Even as the Government is hoping to make India a regional manufacturing hub through the Make in India campaign, the Finance Ministry’s Chief Economic Adviser Arvind Subramanian on Saturday said that India can grow at 8 per cent to 10 per cent through a combination of high exports and a focus on manufacturing as well as services.
“India can’t deviate from the historical experience and grow at eight per cent without rapid exports and just depending on domestic demand,” he said at a panel discussion on Asian Growth Models at the Advancing Asia conference of the International Monetary Fund.
He further said that it is possible to harness the Make in India campaign but instead of growth being led just by manufacturing, it has to be through a combination of manufacturing and services.
“We can have a uniquely India model, which is export-led but not just uniquely focused on manufacturing,” he said.
He also raised concerns over recent comments by Donald Trump, the Republican Party’s frontrunner for the US presidential elections on scrapping the H1 B Visa and its impact on the Indian growth model. “His comments are very worrying about our model of growth,” Subramanian said.

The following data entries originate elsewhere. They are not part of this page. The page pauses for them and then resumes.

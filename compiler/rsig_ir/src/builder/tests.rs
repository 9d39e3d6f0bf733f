use super::*;
use crate::{DeclarationKind, MixinKind};
use pretty_assertions::assert_eq;

#[test]
fn locations_are_distinct() {
    let b = DeclBuilder::new(StringInterner::shared()).with_source(SourceId(3));
    let first = b.location();
    let second = b.location();
    assert_ne!(first, second);
    assert_eq!(first.source, SourceId(3));
}

#[test]
fn class_with_members() {
    let b = DeclBuilder::new(StringInterner::shared());
    let decl = b
        .class("::A")
        .param("T", Variance::Covariant)
        .superclass("Base", vec![b.var("T")])
        .include("M", vec![])
        .def("foo", vec![b.arm(vec![], b.named("String", vec![]))])
        .alias("bar", "foo")
        .attr_accessor("size", b.named("Integer", vec![]))
        .build();

    assert_eq!(decl.kind(), DeclarationKind::Class);
    assert_eq!(decl.name(), &b.type_name("A"));
    assert_eq!(decl.type_params().len(), 1);
    assert_eq!(decl.members().len(), 4);

    let Declaration::Class(class) = &decl else {
        panic!("expected a class");
    };
    let super_class = class
        .super_class
        .as_ref()
        .unwrap_or_else(|| panic!("superclass set"));
    assert_eq!(super_class.name, b.type_name("Base"));
    assert_eq!(super_class.args, vec![b.var("T")]);

    let (kind, mixin) = decl.members()[0]
        .as_mixin()
        .unwrap_or_else(|| panic!("first member is a mixin"));
    assert_eq!(kind, MixinKind::Include);
    assert_eq!(mixin.name, b.type_name("M"));
}

#[test]
fn method_flavours() {
    let b = DeclBuilder::new(StringInterner::shared());
    let decl = b
        .module("Kernel")
        .def_module_function("puts", vec![b.arm(vec![], TypeExpr::void())])
        .def_private("helper", vec![b.arm(vec![], TypeExpr::void())])
        .def_overloading("to_s", vec![b.arm(vec![], TypeExpr::void())])
        .self_type("BasicObject", vec![])
        .build();

    let kinds: Vec<_> = decl
        .members()
        .iter()
        .filter_map(|m| match m {
            Member::Method(def) => Some((def.kind, def.visibility, def.overloading)),
            _ => None,
        })
        .collect();
    assert_eq!(
        kinds,
        vec![
            (MethodKind::SingletonInstance, Visibility::Public, false),
            (MethodKind::Instance, Visibility::Private, false),
            (MethodKind::Instance, Visibility::Public, true),
        ]
    );

    let Declaration::Module(module) = &decl else {
        panic!("expected a module");
    };
    assert_eq!(module.self_types.len(), 1);
}

#[test]
fn interface_and_alias_kinds() {
    let b = DeclBuilder::new(StringInterner::shared());
    let iface = b.interface("_Each").param("A", Variance::Covariant).build();
    assert_eq!(iface.kind(), DeclarationKind::Interface);
    assert!(iface.name().is_interface());

    let alias = b.type_alias("json", &["T"], b.var("T"));
    assert_eq!(alias.kind(), DeclarationKind::TypeAlias);
    assert!(alias.name().is_alias());
    assert_eq!(alias.type_params().len(), 1);
}
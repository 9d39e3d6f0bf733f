use super::*;
use pretty_assertions::assert_eq;
use rsig_ir::{DeclBuilder, StringInterner};

fn method(b: &DeclBuilder, shadowed: Vec<SuperMethod>) -> DefinedMethod {
    let owner = b.type_name("A");
    DefinedMethod {
        name: b.name("foo"),
        kind: MethodKind::Instance,
        visibility: Visibility::Private,
        arms: vec![DefinedArm {
            arm: b.arm(vec![], b.var("x")),
            defined_in: owner.clone(),
        }],
        defined_in: owner,
        alias_of: None,
        location: b.location(),
        shadowed,
    }
}

#[test]
fn kind_names() {
    assert_eq!(DefinitionKind::Instance.to_string(), "instance");
    assert_eq!(DefinitionKind::Singleton.as_str(), "singleton");
    assert_eq!(DefinitionKind::Interface.as_str(), "interface");
}

#[test]
fn super_method_is_nearest_shadowed() {
    let b = DeclBuilder::new(StringInterner::shared());
    let near = SuperMethod {
        defined_in: b.type_name("Base"),
        visibility: Visibility::Public,
        arms: Vec::new(),
        location: b.location(),
    };
    let far = SuperMethod {
        defined_in: b.type_name("Object"),
        ..near.clone()
    };

    let foo = method(&b, vec![near.clone(), far]);
    assert!(!foo.is_public());
    assert_eq!(foo.super_method(), Some(&near));
    assert_eq!(foo.arm(0).map(|a| &a.function.return_type), Some(&b.var("x")));
    assert_eq!(foo.arm(1), None);

    assert_eq!(method(&b, Vec::new()).super_method(), None);
}
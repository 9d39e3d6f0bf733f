//! Ancestor resolution.
//!
//! Computes the linearized ancestor list of a type: the order in which
//! method lookup visits bodies, highest precedence first.
//!
//! # Ordering
//!
//! - Instance side of `T`: prepended modules (last declared first), `T`,
//!   included modules and interfaces (last declared first), then the
//!   superclass's instance ancestors.
//! - Singleton side: `singleton(T)`, extended modules (last declared first),
//!   the superclass's singleton ancestors, and at the root the metaclass.
//! - Interface: the interface, then included interfaces (last declared first).
//!
//! Every mixin contributes its own full list, with its type parameters
//! replaced by the arguments written at the mixin site. Diamonds are kept
//! as-is; the method builder skips entries it has already folded.
//!
//! Lists are computed with generic arguments left as the type's own
//! parameters, cached per (name, side), and specialized by substitution at
//! each use.

use std::sync::Arc;

use dashmap::DashMap;
use rustc_hash::FxBuildHasher;

use rsig_ir::{Location, Member, Mixin, StringInterner, TypeExpr, TypeName, TypeParam};

use crate::definition::DefinitionKind;
use crate::env::{DeclarationEntry, Environment};
use crate::error::DefinitionError;
use crate::stack::ensure_sufficient_stack;
use crate::subst::Subst;

/// One ancestor, identified by name and applied arguments.
#[derive(Clone, Eq, PartialEq, Hash, Debug)]
pub enum Ancestor {
    Instance { name: TypeName, args: Vec<TypeExpr> },
    Singleton { name: TypeName },
    Interface { name: TypeName, args: Vec<TypeExpr> },
}

impl Ancestor {
    pub fn name(&self) -> &TypeName {
        match self {
            Ancestor::Instance { name, .. }
            | Ancestor::Singleton { name }
            | Ancestor::Interface { name, .. } => name,
        }
    }

    pub fn args(&self) -> &[TypeExpr] {
        match self {
            Ancestor::Instance { args, .. } | Ancestor::Interface { args, .. } => args,
            Ancestor::Singleton { .. } => &[],
        }
    }

    /// The definition side this ancestor's members are read from.
    pub fn kind(&self) -> DefinitionKind {
        match self {
            Ancestor::Instance { .. } => DefinitionKind::Instance,
            Ancestor::Singleton { .. } => DefinitionKind::Singleton,
            Ancestor::Interface { .. } => DefinitionKind::Interface,
        }
    }

    /// `::Foo`, `singleton(::Foo)`, or `::_Each` with an argument count.
    pub fn describe(&self, interner: &StringInterner) -> String {
        let name = self.name().display(interner);
        match self {
            Ancestor::Singleton { .. } => format!("singleton({name})"),
            _ if self.args().is_empty() => name.to_string(),
            _ => format!("{name}[{}]", self.args().len()),
        }
    }

    #[must_use]
    pub(crate) fn substitute(&self, subst: &Subst) -> Ancestor {
        match self {
            Ancestor::Instance { name, args } => Ancestor::Instance {
                name: name.clone(),
                args: subst.apply_all(args),
            },
            Ancestor::Singleton { name } => Ancestor::Singleton { name: name.clone() },
            Ancestor::Interface { name, args } => Ancestor::Interface {
                name: name.clone(),
                args: subst.apply_all(args),
            },
        }
    }
}

/// How an ancestor entered the list.
#[derive(Copy, Clone, Eq, PartialEq, Hash, Debug)]
pub enum AncestorOrigin {
    /// The type itself.
    Own,
    Superclass,
    Include,
    Prepend,
    Extend,
    /// Implicit superclass or metaclass.
    Implicit,
}

impl AncestorOrigin {
    /// Entered through an include, prepend or extend directive.
    pub fn is_mixin(self) -> bool {
        matches!(
            self,
            AncestorOrigin::Include | AncestorOrigin::Prepend | AncestorOrigin::Extend
        )
    }
}

/// An ancestor plus where it was referenced and why.
///
/// Identity for de-duplication is [`AncestorEntry::ancestor`] alone.
#[derive(Clone, Eq, PartialEq, Hash, Debug)]
pub struct AncestorEntry {
    pub ancestor: Ancestor,
    pub location: Location,
    pub origin: AncestorOrigin,
}

impl AncestorEntry {
    pub fn new(ancestor: Ancestor, location: Location, origin: AncestorOrigin) -> Self {
        AncestorEntry {
            ancestor,
            location,
            origin,
        }
    }

    /// Same ancestor, ignoring location and origin.
    pub fn same_ancestor(&self, other: &AncestorEntry) -> bool {
        self.ancestor == other.ancestor
    }
}

/// Ordered ancestors of one type and side.
#[derive(Clone, Eq, PartialEq, Debug)]
pub struct Ancestors {
    pub type_name: TypeName,
    pub kind: DefinitionKind,
    entries: Vec<AncestorEntry>,
}

impl Ancestors {
    pub fn entries(&self) -> &[AncestorEntry] {
        &self.entries
    }

    pub fn iter(&self) -> impl Iterator<Item = &AncestorEntry> {
        self.entries.iter()
    }

    pub fn len(&self) -> usize {
        self.entries.len()
    }

    pub fn is_empty(&self) -> bool {
        self.entries.is_empty()
    }

    pub fn contains(&self, ancestor: &Ancestor) -> bool {
        self.entries.iter().any(|e| &e.ancestor == ancestor)
    }

    /// Index of the first occurrence of `ancestor`.
    pub fn position(&self, ancestor: &Ancestor) -> Option<usize> {
        self.entries.iter().position(|e| &e.ancestor == ancestor)
    }

    /// Ancestor names in order, duplicates included.
    pub fn names(&self) -> impl Iterator<Item = &TypeName> {
        self.entries.iter().map(|e| e.ancestor.name())
    }
}

/// Resolved root types consulted when a declaration leaves them implicit.
#[derive(Clone, Debug, Default)]
pub(crate) struct AncestorRoots {
    pub implicit_superclass: Option<TypeName>,
    pub class_metaclass: Option<TypeName>,
    pub module_metaclass: Option<TypeName>,
}

pub(crate) type AncestorCache =
    DashMap<(TypeName, DefinitionKind), Arc<Ancestors>, FxBuildHasher>;

/// A superclass reference after existence and kind checks.
struct SuperRef<'a> {
    name: TypeName,
    args: Vec<TypeExpr>,
    params: &'a [TypeParam],
    location: Location,
    origin: AncestorOrigin,
}
use std::io::{self, IsTerminal};

/// Reports whether the standard streams are attached to an interactive terminal.
///
/// Decides colour output and progress spinners; tests inject a fixed answer.
pub trait TerminalClient {
    /// Returns whether stdout is a terminal.
    fn stdout_is_terminal(&self) -> bool;
    /// Returns whether stderr is a terminal.
    fn stderr_is_terminal(&self) -> bool;
}

/// Queries the real process streams.
#[derive(Debug, Default, Clone, Copy)]
pub(crate) struct SystemTerminalClient;

impl TerminalClient for SystemTerminalClient {
    fn stdout_is_terminal(&self) -> bool {
        io::stdout().is_terminal()
    }

    fn stderr_is_terminal(&self) -> bool {
        io::stderr().is_terminal()
    }
}
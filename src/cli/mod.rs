pub(crate) mod command;
pub(crate) mod listen;
pub(crate) mod scan;
pub(crate) mod status;
pub(crate) mod ui;

pub use self::command::{Args, Command, FakeArgs, LogLevel, OutputFormat};
pub use self::listen::ListenArgs;
pub use self::status::StoppedArgs;
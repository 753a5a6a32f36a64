use std::io;

use anyhow::Result;
use clap::{Args, ValueEnum};
use tracing::{info, instrument};

use crate::record::{SessionRecord, SessionRecordStore};
use crate::terminal::TerminalClient;

use super::OutputFormat;
use super::ui::{Painter, SessionRecordView};

/// Arguments for the `stopped` command.
#[derive(Debug, Args)]
pub struct StoppedArgs {
    /// `on` discards incoming batches, `off` accepts them again.
    #[arg(value_enum)]
    state: Toggle,
}

impl StoppedArgs {
    /// Creates arguments that turn the stopped flag on or off.
    #[must_use]
    pub fn new(stopped: bool) -> Self {
        let state = if stopped { Toggle::On } else { Toggle::Off };
        Self { state }
    }

    fn stopped(&self) -> bool {
        self.state == Toggle::On
    }
}

#[derive(Debug, Clone, Copy, Eq, PartialEq, ValueEnum)]
enum Toggle {
    On,
    Off,
}

/// Executes the `status` command.
pub(crate) fn run<W>(
    store: &dyn SessionRecordStore,
    out: &mut W,
    terminal_client: &dyn TerminalClient,
    output_format: OutputFormat,
) -> Result<()>
where
    W: io::Write,
{
    let record = store.load()?;
    print_record(&record, out, terminal_client, output_format)
}

/// Executes the `stopped` command.
#[instrument(skip_all, level = "debug", fields(stopped = args.stopped()))]
pub(crate) fn set_stopped<W>(
    store: &dyn SessionRecordStore,
    args: &StoppedArgs,
    out: &mut W,
    terminal_client: &dyn TerminalClient,
    output_format: OutputFormat,
) -> Result<()>
where
    W: io::Write,
{
    let record = store.load()?.with_stopped(args.stopped());
    store.save(&record)?;
    info!("updated stopped flag");
    print_record(&record, out, terminal_client, output_format)
}

fn print_record<W>(
    record: &SessionRecord,
    out: &mut W,
    terminal_client: &dyn TerminalClient,
    output_format: OutputFormat,
) -> Result<()>
where
    W: io::Write,
{
    match output_format {
        OutputFormat::Pretty => {
            let painter = Painter::new(terminal_client.stdout_is_terminal());
            writeln!(out, "{}", SessionRecordView::new(record, &painter))?;
        }
        OutputFormat::Json => {
            serde_json::to_writer(&mut *out, record)?;
            writeln!(out)?;
        }
    }
    Ok(())
}
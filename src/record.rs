use std::fs;
use std::io::ErrorKind;
use std::path::{Path, PathBuf};
use std::sync::{Arc, Mutex};

use directories::ProjectDirs;
use serde::{Deserialize, Serialize};
use tokio::sync::watch;
use tokio::task::{self, JoinHandle};
use tracing::{Instrument, debug, debug_span, instrument, trace, warn};

use crate::error::RecordError;
use crate::model::PeripheralIdentity;

const RECORD_FILE_NAME: &str = "session.json";

/// Session continuity persisted between runs.
#[derive(Debug, Clone, Default, Eq, PartialEq, Serialize, Deserialize)]
#[serde(default)]
pub struct SessionRecord {
    #[serde(rename = "last_device_address")]
    last_address: Option<String>,
    #[serde(rename = "last_device_name")]
    last_name: Option<String>,
    #[serde(rename = "last_heart_rate")]
    last_known_sample: u16,
    is_stopped: bool,
    has_launched_before: bool,
}

impl SessionRecord {
    /// Returns the address of the last peripheral that reached streaming.
    #[must_use]
    pub fn last_address(&self) -> Option<&str> {
        self.last_address.as_deref()
    }

    /// Returns the display name of the last streamed peripheral, if known.
    #[must_use]
    pub fn last_name(&self) -> Option<&str> {
        self.last_name.as_deref()
    }

    /// Returns the mean of the last accepted batch.
    #[must_use]
    pub fn last_known_sample(&self) -> u16 {
        self.last_known_sample
    }

    /// Returns whether incoming batches are currently discarded.
    #[must_use]
    pub fn is_stopped(&self) -> bool {
        self.is_stopped
    }

    /// Returns whether a previous run has completed startup.
    #[must_use]
    pub fn has_launched_before(&self) -> bool {
        self.has_launched_before
    }

    pub(crate) fn with_stopped(mut self, stopped: bool) -> Self {
        self.is_stopped = stopped;
        self
    }

    /// Returns the saved peripheral identity, if any.
    #[must_use]
    pub fn saved_identity(&self) -> Option<PeripheralIdentity> {
        self.last_address
            .as_ref()
            .map(|address| PeripheralIdentity::new(address.clone(), self.last_name.clone()))
    }
}

/// Storage backend for the session record.
pub trait SessionRecordStore: Send + Sync + std::fmt::Debug {
    /// Loads the record, returning the default when none exists yet.
    ///
    /// # Errors
    ///
    /// Returns an error when the record exists but cannot be read.
    fn load(&self) -> Result<SessionRecord, RecordError>;

    /// Replaces the stored record.
    ///
    /// # Errors
    ///
    /// Returns an error when the record cannot be written.
    fn save(&self, record: &SessionRecord) -> Result<(), RecordError>;
}

/// JSON file store with atomic replacement.
#[derive(Debug, Clone)]
pub struct FileRecordStore {
    path: PathBuf,
}

impl FileRecordStore {
    /// Creates a store at an explicit path.
    #[must_use]
    pub fn new(path: PathBuf) -> Self {
        Self { path }
    }

    /// Creates a store at the platform state directory, or at `path` when given.
    #[must_use]
    pub fn at_default_or(path: Option<PathBuf>) -> Self {
        Self::new(path.unwrap_or_else(default_record_path))
    }

    /// Returns the record file path.
    #[must_use]
    pub fn path(&self) -> &Path {
        &self.path
    }

    fn io_error(&self, source: std::io::Error) -> RecordError {
        RecordError::Io {
            path: self.path.clone(),
            source,
        }
    }
}

impl SessionRecordStore for FileRecordStore {
    #[instrument(skip(self), level = "debug", fields(path = %self.path.display()))]
    fn load(&self) -> Result<SessionRecord, RecordError> {
        let raw = match fs::read_to_string(&self.path) {
            Ok(raw) => raw,
            Err(source) if source.kind() == ErrorKind::NotFound => {
                debug!("no session record yet");
                return Ok(SessionRecord::default());
            }
            Err(source) => return Err(self.io_error(source)),
        };

        serde_json::from_str(&raw).map_err(|source| RecordError::Corrupt {
            path: self.path.clone(),
            source,
        })
    }

    #[instrument(skip(self, record), level = "trace", fields(path = %self.path.display()))]
    fn save(&self, record: &SessionRecord) -> Result<(), RecordError> {
        if let Some(parent) = self.path.parent()
            && !parent.as_os_str().is_empty()
        {
            fs::create_dir_all(parent).map_err(|source| self.io_error(source))?;
        }

        let serialised = serde_json::to_vec_pretty(record).map_err(RecordError::Serialise)?;
        let staging = self.path.with_extension("json.tmp");
        fs::write(&staging, serialised).map_err(|source| self.io_error(source))?;
        fs::rename(&staging, &self.path).map_err(|source| self.io_error(source))?;
        Ok(())
    }
}

/// In-memory store for tests and embedding.
#[derive(Debug, Default)]
pub struct MemoryRecordStore {
    record: Mutex<SessionRecord>,
}

impl MemoryRecordStore {
    /// Creates a store holding an initial record.
    #[must_use]
    pub fn with_record(record: SessionRecord) -> Self {
        Self {
            record: Mutex::new(record),
        }
    }
}

impl SessionRecordStore for MemoryRecordStore {
    fn load(&self) -> Result<SessionRecord, RecordError> {
        Ok(self
            .record
            .lock()
            .unwrap_or_else(std::sync::PoisonError::into_inner)
            .clone())
    }

    fn save(&self, record: &SessionRecord) -> Result<(), RecordError> {
        *self
            .record
            .lock()
            .unwrap_or_else(std::sync::PoisonError::into_inner) = record.clone();
        Ok(())
    }
}

/// Single-writer cache in front of a [`SessionRecordStore`].
///
/// Updates are handed to a writer task that keeps only the latest record and
/// saves it on the blocking pool.
#[derive(Debug)]
pub(crate) struct RecordBook {
    record: SessionRecord,
    pending: watch::Sender<SessionRecord>,
    writer: JoinHandle<()>,
}

impl RecordBook {
    /// Reads the record once; unreadable records start from the default.
    ///
    /// Must be called from within a Tokio runtime.
    pub(crate) fn open(store: Box<dyn SessionRecordStore>) -> Self {
        let store: Arc<dyn SessionRecordStore> = Arc::from(store);
        let record = store.load().unwrap_or_else(|error| {
            warn!(%error, "ignoring unreadable session record");
            SessionRecord::default()
        });
        let (pending, latest) = watch::channel(record.clone());
        let writer =
            tokio::spawn(write_back(store, latest).instrument(debug_span!("record_writer")));
        Self {
            record,
            pending,
            writer,
        }
    }

    pub(crate) fn record(&self) -> &SessionRecord {
        &self.record
    }

    pub(crate) fn remember_identity(&mut self, identity: &PeripheralIdentity) {
        self.record.last_address = Some(identity.address().to_string());
        self.record.last_name = identity.display_name().map(str::to_string);
        self.persist();
    }

    pub(crate) fn record_sample(&mut self, value: u16) {
        self.record.last_known_sample = value;
        self.persist();
    }

    pub(crate) fn set_stopped(&mut self, stopped: bool) {
        if self.record.is_stopped == stopped {
            return;
        }
        self.record.is_stopped = stopped;
        self.persist();
    }

    /// Marks startup complete, returning whether a previous run already had.
    pub(crate) fn mark_launched(&mut self) -> bool {
        let launched_before = self.record.has_launched_before;
        if !launched_before {
            self.record.has_launched_before = true;
            self.persist();
        }
        launched_before
    }

    /// Writes the latest record and stops the writer.
    pub(crate) async fn close(self) {
        drop(self.pending);
        if let Err(error) = self.writer.await {
            warn!(%error, "session record writer ended abnormally");
        }
    }

    fn persist(&self) {
        self.pending.send_replace(self.record.clone());
    }
}

async fn write_back(
    store: Arc<dyn SessionRecordStore>,
    mut latest: watch::Receiver<SessionRecord>,
) {
    while latest.changed().await.is_ok() {
        let record = latest.borrow_and_update().clone();
        let store = Arc::clone(&store);
        match task::spawn_blocking(move || store.save(&record)).await {
            Ok(Ok(())) => trace!("session record saved"),
            Ok(Err(error)) => warn!(%error, "failed to persist session record"),
            Err(error) => warn!(%error, "session record save did not complete"),
        }
    }
    trace!("session record writer finished");
}

fn default_record_path() -> PathBuf {
    ProjectDirs::from("", "", "sensorlink")
        .map(|dirs| {
            dirs.state_dir()
                .unwrap_or_else(|| dirs.data_local_dir())
                .join(RECORD_FILE_NAME)
        })
        .unwrap_or_else(|| PathBuf::from(RECORD_FILE_NAME))
}

#[cfg(test)]
mod tests {
    use assert_matches::assert_matches;
    use pretty_assertions::assert_eq;
    use tempfile::tempdir;

    use super::*;

    #[test]
    fn missing_file_loads_default_record() {
        let dir = tempdir().expect("temp dir should be created");
        let store = FileRecordStore::new(dir.path().join("absent.json"));

        assert_eq!(SessionRecord::default(), store.load().expect("load should succeed"));
    }

    #[tokio::test]
    async fn saved_record_round_trips_through_the_file() {
        let dir = tempdir().expect("temp dir should be created");
        let store = FileRecordStore::new(dir.path().join("nested").join("session.json"));
        let mut book = RecordBook::open(Box::new(store.clone()));

        book.remember_identity(&PeripheralIdentity::new("AA:BB", Some("HRM-1".to_string())));
        book.record_sample(72);
        book.set_stopped(true);
        book.close().await;

        let reloaded = store.load().expect("record should reload");
        assert_eq!(Some("AA:BB"), reloaded.last_address());
        assert_eq!(Some("HRM-1"), reloaded.last_name());
        assert_eq!(72, reloaded.last_known_sample());
        assert!(reloaded.is_stopped());
        assert!(!dir.path().join("nested").join("session.json.tmp").exists());
    }

    #[test]
    fn record_uses_stable_key_names() {
        let record = SessionRecord {
            last_address: Some("AA:BB".to_string()),
            last_name: None,
            last_known_sample: 61,
            is_stopped: false,
            has_launched_before: true,
        };

        let json = serde_json::to_value(&record).expect("record should serialise");
        assert_eq!(
            serde_json::json!({
                "last_device_address": "AA:BB",
                "last_device_name": null,
                "last_heart_rate": 61,
                "is_stopped": false,
                "has_launched_before": true,
            }),
            json
        );
    }

    #[test]
    fn partial_record_fills_defaults() {
        let record: SessionRecord = serde_json::from_str(r#"{"last_device_address":"AA:BB"}"#)
            .expect("partial record should parse");
        assert_eq!(Some("AA:BB"), record.last_address());
        assert!(!record.has_launched_before());
    }

    #[tokio::test]
    async fn corrupt_file_is_reported_and_ignored_by_the_book() {
        let dir = tempdir().expect("temp dir should be created");
        let path = dir.path().join("session.json");
        fs::write(&path, "{not json").expect("fixture should be written");
        let store = FileRecordStore::new(path);

        assert_matches!(store.load(), Err(RecordError::Corrupt { .. }));
        let book = RecordBook::open(Box::new(store));
        assert_eq!(&SessionRecord::default(), book.record());
    }

    #[tokio::test]
    async fn mark_launched_reports_previous_launches() {
        let mut book = RecordBook::open(Box::new(MemoryRecordStore::default()));

        assert!(!book.mark_launched());
        assert!(book.mark_launched());
    }

    #[derive(Debug, Clone, Default)]
    struct CountingStore {
        saved: Arc<Mutex<Vec<SessionRecord>>>,
    }

    impl SessionRecordStore for CountingStore {
        fn load(&self) -> Result<SessionRecord, RecordError> {
            Ok(SessionRecord::default())
        }

        fn save(&self, record: &SessionRecord) -> Result<(), RecordError> {
            self.saved
                .lock()
                .expect("save log lock")
                .push(record.clone());
            Ok(())
        }
    }

    #[tokio::test]
    async fn rapid_updates_are_coalesced_into_the_latest_write() {
        let store = CountingStore::default();
        let mut book = RecordBook::open(Box::new(store.clone()));

        for value in 1..=50 {
            book.record_sample(value);
        }
        book.close().await;

        let saved = store.saved.lock().expect("save log lock");
        assert_eq!(1, saved.len());
        assert_eq!(50, saved[0].last_known_sample());
    }

    #[tokio::test]
    async fn unchanged_book_writes_nothing() {
        let store = CountingStore::default();
        let mut book = RecordBook::open(Box::new(store.clone()));

        book.set_stopped(false);
        book.close().await;

        assert!(store.saved.lock().expect("save log lock").is_empty());
    }
}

Echoing Prime Minister Narendra Modi’s comments that India is a haven of macroeconomic stability, Subramanian said the government is taking a number of steps to accelerate growth and States are competing with each other, which has added to the dynamism of the Indian economy.
He also said that good performance by governments is being rewarded at the polls.
China
Commenting on the Chinese slowdown, he said there is a need for a coordinated fiscal response at the global level to address it.
“The puzzle is not China slowing down, the puzzle is why it didn’t slowdown earlier,” he said.